Nicht alle Menschen heißen das blindwütige Töten von Wildtieren gut. Im Jahre 1855 schrieb ein Häuptling der Duwamish-Indianer im Staat Washington einen Brief an den Präsidenten der Vereinigten Staaten, in dem er seinem Kummer über das rücksichtslose Abschlachten von Wildtieren Ausdruck gab: „Der weiße Mann muß die Tiere dieses Landes als Brüder behandeln. Ich bin ein Wilder, und ich verstehe es nicht anders. Ich habe in der Prärie zahllose Bisons, die der weiße Mann vom Zug aus abgeschossen hat, verfaulen sehen. ... Was ist der Mensch ohne die Tiere? Wenn keine Tiere mehr da sind, stirbt der Mensch, weil er sich zu einsam fühlt, denn was den Tieren widerfährt, widerfährt auch dem Menschen. ... Eines Tages wird der weiße Mann entdecken, was wir bereits wissen: Wir haben den gleichen Gott. ... Die Erde ist kostbar in seinen Augen. Und wer die Erde schädigt, verachtet ihren Schöpfer.“
Dieser Indianerhäuptling hatte anscheinend instinktiv erkannt, was auch die Bibel sagt: Gott hat den Menschen zum Treuhänder der Tiere eingesetzt. Im ersten Buch der Bibel lesen wir darüber: „Ich setze euch über die Fische, die Vögel und alle anderen Tiere und vertraue sie eurer Fürsorge an“ (1. Mose 1:28, Die Bibel in heutigem Deutsch). Das rücksichtslose, beinahe frivole Abschlachten der Wildtiere ist ein grober Vertrauensmißbrauch.
Das Nimrodsyndrom
Darf der Mensch, den Gott als Treuhänder der Tiere eingesetzt hat, überhaupt Tiere töten? Ja, das darf er. Man denke daran, daß Gott selbst es war, der den ersten Menschen Kleidung aus Tierfellen machte, und daß er das Tieropfer (ein Lamm, ihres Sohnes Abel annahm. Auch erlaubte er nach der Sintflut Noah und seinen Nachkommen, Tiere zu Nahrungszwecken zu töten (1. Mose 3:21; 4:4, 5; 9:3).
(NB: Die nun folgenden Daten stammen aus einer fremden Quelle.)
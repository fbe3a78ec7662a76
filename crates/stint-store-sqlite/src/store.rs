//! [`SqliteStore`] — the SQLite implementation of [`MigrationStore`].

use std::path::Path;

use stint_core::{
  employee::Employee, store::MigrationStore, work_time::WorkTime,
};

use crate::{Result, schema::SCHEMA};

// ─── Store ───────────────────────────────────────────────────────────────────

/// A staging area and permanent store backed by a single SQLite file.
///
/// Cloning is cheap — the inner connection is reference-counted.
#[derive(Clone)]
pub struct SqliteStore {
  conn: tokio_rusqlite::Connection,
}

impl SqliteStore {
  /// Open (or create) a store at `path` and run schema initialisation.
  pub async fn open(path: impl AsRef<Path>) -> Result<Self> {
    let conn = tokio_rusqlite::Connection::open(path).await?;
    let store = Self { conn };
    store.init_schema().await?;
    Ok(store)
  }

  /// Open an in-memory store — useful for testing.
  pub async fn open_in_memory() -> Result<Self> {
    let conn = tokio_rusqlite::Connection::open_in_memory().await?;
    let store = Self { conn };
    store.init_schema().await?;
    Ok(store)
  }

  async fn init_schema(&self) -> Result<()> {
    self
      .conn
      .call(|conn| {
        conn.execute_batch(SCHEMA)?;
        Ok(())
      })
      .await?;
    Ok(())
  }

  // ── Staging loaders ───────────────────────────────────────────────────────

  /// Insert one raw employee row into the staging area.
  ///
  /// Staged rows are unvalidated by definition; nothing is checked here.
  pub async fn stage_employee(&self, employee: &Employee) -> Result<()> {
    let id = employee.id;
    let full_name = employee.full_name.clone();

    self
      .conn
      .call(move |conn| {
        conn.execute(
          "INSERT INTO staging_employees (id, full_name) VALUES (?1, ?2)",
          rusqlite::params![id, full_name],
        )?;
        Ok(())
      })
      .await?;
    Ok(())
  }

  /// Insert one raw work-time row into the staging area.
  pub async fn stage_work_time(&self, work_time: &WorkTime) -> Result<()> {
    let row = work_time.clone();

    self
      .conn
      .call(move |conn| {
        conn.execute(
          "INSERT INTO staging_work_times (
             id, employee_id, start_date, start_time, stop_date, stop_time
           ) VALUES (?1, ?2, ?3, ?4, ?5, ?6)",
          rusqlite::params![
            row.id,
            row.employee_id,
            row.start_date,
            row.start_time,
            row.stop_date,
            row.stop_time,
          ],
        )?;
        Ok(())
      })
      .await?;
    Ok(())
  }

  // ── Inspection reads ──────────────────────────────────────────────────────

  /// All permanent employees, in insertion order.
  pub async fn migrated_employees(&self) -> Result<Vec<Employee>> {
    let rows = self
      .conn
      .call(|conn| {
        let mut stmt = conn
          .prepare("SELECT id, full_name FROM employees ORDER BY rowid")?;
        let rows = stmt
          .query_map([], |row| {
            Ok(Employee {
              id:        row.get(0)?,
              full_name: row.get(1)?,
            })
          })?
          .collect::<rusqlite::Result<Vec<_>>>()?;
        Ok(rows)
      })
      .await?;
    Ok(rows)
  }

  /// All permanent work times, in insertion order. Dates in these rows are
  /// already in the canonical `YYYY-MM-DD` form.
  pub async fn migrated_work_times(&self) -> Result<Vec<WorkTime>> {
    let rows = self
      .conn
      .call(|conn| {
        let mut stmt = conn.prepare(
          "SELECT id, employee_id, start_date, start_time, stop_date, stop_time
           FROM work_times ORDER BY rowid",
        )?;
        let rows = stmt
          .query_map([], |row| {
            Ok(WorkTime {
              id:          row.get(0)?,
              employee_id: row.get(1)?,
              start_date:  row.get(2)?,
              start_time:  row.get(3)?,
              stop_date:   row.get(4)?,
              stop_time:   row.get(5)?,
            })
          })?
          .collect::<rusqlite::Result<Vec<_>>>()?;
        Ok(rows)
      })
      .await?;
    Ok(rows)
  }

  /// All persisted diagnostics, in accumulation order.
  pub async fn recorded_failures(&self) -> Result<Vec<String>> {
    let rows = self
      .conn
      .call(|conn| {
        let mut stmt = conn.prepare(
          "SELECT message FROM validation_failures ORDER BY failure_id",
        )?;
        let rows = stmt
          .query_map([], |row| row.get(0))?
          .collect::<rusqlite::Result<Vec<String>>>()?;
        Ok(rows)
      })
      .await?;
    Ok(rows)
  }
}

// ─── MigrationStore impl ─────────────────────────────────────────────────────

impl MigrationStore for SqliteStore {
  type Error = crate::Error;

  // ── Staging reads ─────────────────────────────────────────────────────────

  async fn fetch_employees(&self) -> Result<Vec<Employee>> {
    let rows = self
      .conn
      .call(|conn| {
        let mut stmt = conn.prepare(
          "SELECT id, full_name FROM staging_employees ORDER BY rowid",
        )?;
        let rows = stmt
          .query_map([], |row| {
            Ok(Employee {
              id:        row.get(0)?,
              full_name: row.get(1)?,
            })
          })?
          .collect::<rusqlite::Result<Vec<_>>>()?;
        Ok(rows)
      })
      .await?;
    Ok(rows)
  }

  async fn fetch_work_times(&self) -> Result<Vec<WorkTime>> {
    let rows = self
      .conn
      .call(|conn| {
        let mut stmt = conn.prepare(
          "SELECT id, employee_id, start_date, start_time, stop_date, stop_time
           FROM staging_work_times ORDER BY rowid",
        )?;
        let rows = stmt
          .query_map([], |row| {
            Ok(WorkTime {
              id:          row.get(0)?,
              employee_id: row.get(1)?,
              start_date:  row.get(2)?,
              start_time:  row.get(3)?,
              stop_date:   row.get(4)?,
              stop_time:   row.get(5)?,
            })
          })?
          .collect::<rusqlite::Result<Vec<_>>>()?;
        Ok(rows)
      })
      .await?;
    Ok(rows)
  }

  // ── Permanent writes ──────────────────────────────────────────────────────

  async fn save_employee(&self, employee: &Employee) -> Result<()> {
    let id = employee.id;
    let full_name = employee.full_name.clone();

    self
      .conn
      .call(move |conn| {
        conn.execute(
          "INSERT INTO employees (id, full_name) VALUES (?1, ?2)",
          rusqlite::params![id, full_name],
        )?;
        Ok(())
      })
      .await?;
    Ok(())
  }

  async fn save_work_time(
    &self,
    work_time: &WorkTime,
    start_date_iso: &str,
    stop_date_iso: &str,
  ) -> Result<()> {
    let id = work_time.id;
    let employee_id = work_time.employee_id;
    let start_date = start_date_iso.to_string();
    let start_time = work_time.start_time.clone();
    let stop_date = stop_date_iso.to_string();
    let stop_time = work_time.stop_time.clone();

    self
      .conn
      .call(move |conn| {
        conn.execute(
          "INSERT INTO work_times (
             id, employee_id, start_date, start_time, stop_date, stop_time
           ) VALUES (?1, ?2, ?3, ?4, ?5, ?6)",
          rusqlite::params![
            id,
            employee_id,
            start_date,
            start_time,
            stop_date,
            stop_time,
          ],
        )?;
        Ok(())
      })
      .await?;
    Ok(())
  }

  async fn save_diagnostic(&self, message: &str) -> Result<()> {
    let message = message.to_string();

    self
      .conn
      .call(move |conn| {
        conn.execute(
          "INSERT INTO validation_failures (message) VALUES (?1)",
          rusqlite::params![message],
        )?;
        Ok(())
      })
      .await?;
    Ok(())
  }
}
Dieses Zugeständnis Jehovas bedeutet aber nicht, daß der Mensch leichtfertig mit dem Leben der Tiere umgehen darf. Um ihm die Heiligkeit des Lebens der Tiere, die er zu Nahrungszwecken töten würde, vor Augen zu führen, verbot ihm Gott, das Fleisch eines Tieres samt seinem Blut zu essen. Das Blut versinnbildet das Leben des Tieres, und das Leben gehört Gott (1. Mose 9:4, 5). Niemals hat Gott dem Menschen erlaubt, Tiere aus Lust am Töten zu jagen. Wie hat das denn angefangen?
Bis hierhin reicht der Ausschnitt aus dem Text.